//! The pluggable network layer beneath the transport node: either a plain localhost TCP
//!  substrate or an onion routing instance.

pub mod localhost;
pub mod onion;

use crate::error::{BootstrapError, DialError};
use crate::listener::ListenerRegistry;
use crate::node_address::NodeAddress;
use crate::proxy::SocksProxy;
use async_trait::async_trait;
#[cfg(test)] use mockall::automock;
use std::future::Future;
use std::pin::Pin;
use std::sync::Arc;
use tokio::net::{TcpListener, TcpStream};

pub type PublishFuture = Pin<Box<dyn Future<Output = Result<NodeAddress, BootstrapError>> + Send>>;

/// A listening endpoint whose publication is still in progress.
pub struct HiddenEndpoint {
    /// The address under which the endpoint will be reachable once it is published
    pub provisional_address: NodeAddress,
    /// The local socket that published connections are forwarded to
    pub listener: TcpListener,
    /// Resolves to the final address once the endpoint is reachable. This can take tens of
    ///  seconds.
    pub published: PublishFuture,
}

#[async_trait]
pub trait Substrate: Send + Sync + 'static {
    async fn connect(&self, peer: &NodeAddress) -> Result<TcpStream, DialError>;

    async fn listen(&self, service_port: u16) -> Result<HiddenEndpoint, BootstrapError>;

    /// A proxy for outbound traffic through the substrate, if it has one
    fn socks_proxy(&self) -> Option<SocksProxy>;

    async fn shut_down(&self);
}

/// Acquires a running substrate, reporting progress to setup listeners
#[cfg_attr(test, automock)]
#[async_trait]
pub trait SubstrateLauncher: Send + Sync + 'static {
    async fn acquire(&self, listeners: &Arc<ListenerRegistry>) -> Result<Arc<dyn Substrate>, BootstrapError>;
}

--

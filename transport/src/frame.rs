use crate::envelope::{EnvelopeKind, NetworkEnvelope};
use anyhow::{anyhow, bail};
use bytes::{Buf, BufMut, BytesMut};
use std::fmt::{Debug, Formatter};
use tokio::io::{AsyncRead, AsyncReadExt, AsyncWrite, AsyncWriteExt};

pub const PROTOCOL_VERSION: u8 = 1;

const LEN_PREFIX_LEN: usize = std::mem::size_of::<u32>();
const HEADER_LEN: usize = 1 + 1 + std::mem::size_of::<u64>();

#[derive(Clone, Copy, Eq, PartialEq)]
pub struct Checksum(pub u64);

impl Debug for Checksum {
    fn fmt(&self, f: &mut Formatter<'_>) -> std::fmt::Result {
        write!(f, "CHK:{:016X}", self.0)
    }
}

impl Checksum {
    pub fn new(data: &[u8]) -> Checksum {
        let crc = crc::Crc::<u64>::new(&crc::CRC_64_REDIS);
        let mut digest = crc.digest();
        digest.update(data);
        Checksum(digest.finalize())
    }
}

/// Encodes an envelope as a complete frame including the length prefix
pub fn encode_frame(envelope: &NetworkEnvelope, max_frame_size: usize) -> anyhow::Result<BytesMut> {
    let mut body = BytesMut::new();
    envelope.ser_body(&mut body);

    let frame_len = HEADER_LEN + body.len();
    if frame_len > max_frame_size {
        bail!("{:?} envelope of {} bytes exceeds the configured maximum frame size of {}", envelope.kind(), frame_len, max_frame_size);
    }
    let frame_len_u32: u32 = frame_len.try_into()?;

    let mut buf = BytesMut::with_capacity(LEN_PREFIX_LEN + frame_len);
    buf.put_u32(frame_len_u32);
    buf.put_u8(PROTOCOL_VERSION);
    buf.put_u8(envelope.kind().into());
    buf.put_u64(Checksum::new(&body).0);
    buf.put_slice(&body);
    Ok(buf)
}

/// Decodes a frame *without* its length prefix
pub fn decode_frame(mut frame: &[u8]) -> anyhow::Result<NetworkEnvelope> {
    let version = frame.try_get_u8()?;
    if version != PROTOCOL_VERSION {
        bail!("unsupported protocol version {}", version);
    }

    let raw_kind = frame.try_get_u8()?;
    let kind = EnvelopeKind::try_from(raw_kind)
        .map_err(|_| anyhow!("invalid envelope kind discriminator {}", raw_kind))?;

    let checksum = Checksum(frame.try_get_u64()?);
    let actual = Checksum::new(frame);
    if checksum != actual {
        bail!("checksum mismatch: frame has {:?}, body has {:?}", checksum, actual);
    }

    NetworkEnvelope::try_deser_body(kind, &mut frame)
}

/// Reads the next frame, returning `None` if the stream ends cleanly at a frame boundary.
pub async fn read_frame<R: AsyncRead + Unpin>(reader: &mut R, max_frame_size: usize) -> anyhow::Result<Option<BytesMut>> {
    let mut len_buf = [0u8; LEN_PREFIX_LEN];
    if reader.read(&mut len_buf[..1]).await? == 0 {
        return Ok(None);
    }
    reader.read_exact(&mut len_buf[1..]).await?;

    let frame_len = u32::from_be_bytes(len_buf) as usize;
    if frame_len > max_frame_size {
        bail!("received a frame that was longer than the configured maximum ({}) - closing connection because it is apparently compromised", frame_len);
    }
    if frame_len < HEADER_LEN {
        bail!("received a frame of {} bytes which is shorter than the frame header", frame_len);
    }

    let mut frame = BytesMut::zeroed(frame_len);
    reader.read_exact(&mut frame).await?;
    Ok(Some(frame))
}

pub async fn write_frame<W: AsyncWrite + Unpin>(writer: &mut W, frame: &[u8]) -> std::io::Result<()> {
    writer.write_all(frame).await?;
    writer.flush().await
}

-- Requirement --
All lines containing "published" in the material above should appear in your reply, copied exactly.

-- Solution to the exercise --
    /// The address under which the endpoint will be reachable once it is published
    /// The local socket that published connections are forwarded to
    pub published: PublishFuture,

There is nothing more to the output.